#[cfg(test)]
mod tests {
    use super::*;

    fn app_with(names: &[&str]) -> App {
        let catalog = Catalog::from_templates(
            names
                .iter()
                .map(|n| BlockTemplate::new(*n, Category::Project, format!("## {}\n\n", n))),
        );
        App::new(Config::default(), catalog)
    }

    #[test]
    fn test_add_selects_new_block() {
        let mut app = app_with(&["A", "B"]);
        app.select_next();
        let id = app.add_selected_template().unwrap();

        assert_eq!(app.selected_block().map(|b| b.id), Some(id));
        assert_eq!(app.selected_block().map(|b| b.name()), Some("B"));
    }

    #[test]
    fn test_move_past_ends_is_noop() {
        let mut app = app_with(&["A"]);
        app.add_selected_template();
        let rev = app.composition.rev();

        app.move_selected_block(-1).unwrap();
        app.move_selected_block(1).unwrap();
        assert_eq!(app.composition.rev(), rev);
    }

    #[test]
    fn test_remove_on_empty_composition_is_an_error() {
        let mut app = app_with(&["A"]);
        assert!(app.remove_selected_block().is_err());
    }

    #[test]
    fn test_grab_preview_order() {
        let mut app = app_with(&["A", "B", "C"]);
        for _ in 0..3 {
            app.add_selected_template();
            app.select_next();
        }
        app.focus = Focus::Composition;
        app.block_selected = 0;
        app.begin_grab();
        app.grab_move(1);
        app.grab_move(1);
        app.grab_move(1);

        let names: Vec<_> = app.display_blocks().iter().map(|b| b.name()).collect();
        assert_eq!(names, vec!["B", "C", "A"]);
        // Not committed yet
        assert_eq!(app.composition.block_at(0).map(|b| b.name()), Some("A"));
    }

    #[test]
    fn test_selected_block_lines_track_outline() {
        let mut app = app_with(&["A", "B", "C"]);
        for _ in 0..3 {
            app.add_selected_template();
            app.select_next();
        }
        app.block_selected = 1;

        // Each block is "## X\n\n": two lines
        assert_eq!(app.selected_block_lines(), Some(2..4));
        let outline = app.outline();
        let current: Vec<_> = outline
            .iter()
            .filter(|h| app.selected_block_lines().is_some_and(|r| r.contains(&h.line)))
            .map(|h| h.text.as_str())
            .collect();
        assert_eq!(current, vec!["B"]);
    }

    #[test]
    fn test_selected_block_lines_empty() {
        let app = app_with(&["A"]);
        assert_eq!(app.selected_block_lines(), None);
    }

    #[test]
    fn test_expire_status() {
        let mut app = app_with(&[]);
        app.set_timed_message("Copied".to_string(), StatusKind::Success, Duration::from_millis(10));
        let start = Instant::now();

        app.expire_status(start);
        assert!(app.status.is_some());

        app.expire_status(start + Duration::from_secs(1));
        assert!(app.status.is_none());
    }

    #[test]
    fn test_cycle_category() {
        let mut app = app_with(&["A"]);
        app.catalog.merge(Catalog::from_templates(vec![BlockTemplate::new(
            "Me",
            Category::Personal,
            "# Me\n",
        )]));

        assert_eq!(app.visible_templates().len(), 2);
        app.cycle_category();
        assert_eq!(app.category_filter, Some(Category::Project));
        app.cycle_category();
        assert_eq!(app.category_filter, Some(Category::Personal));
        assert_eq!(app.visible_templates().len(), 1);
        app.cycle_category();
        assert_eq!(app.category_filter, None);
    }
}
==================================================
* DIRECTIONS
Track down every line of the material containing the string "iter", and copy it.

* RESPONSE TO THE EXERCISE
                .iter()
        let names: Vec<_> = app.display_blocks().iter().map(|b| b.name()).collect();
            .iter()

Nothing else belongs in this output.